Description: Bessie went skiing in Colorado, but she didn't know much about it yet. It was just a scum with a capacity of 1. Bessie enters the ski resort from, and must leave as soon as it reaches T. There are n slopes in the ski resort, and it takes di minutes to slide the first slope, requiring visitors to enter when their capabilities reach CI or above. Bessie is determined to take some skiing courses to improve his own quality, so that he can slide several times in a limited time.

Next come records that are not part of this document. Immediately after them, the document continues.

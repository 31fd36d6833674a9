mod component;
mod render;
mod scale;
mod state;
mod types;

pub use component::ConceptCanvas;
pub use types::{LineStyle, NodeShape};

The ski resort offers s courses. The start time of the Class I is Mi, which lasts for Li minutes. If you want to take the course, you cannot be late or leave early. After the course, Bessie's skiing capability will become AI. Note that it is not the ability to increase the AI, but the AI, so disorderly class will actually lead to a decline in the ability. Bessie can arrange her time at will: skiing, attending classes, or taking a cup of cocoa delicious. How does she arrange the course and skiing time to maximize the number of landslides? (Too lazy to summarize ..)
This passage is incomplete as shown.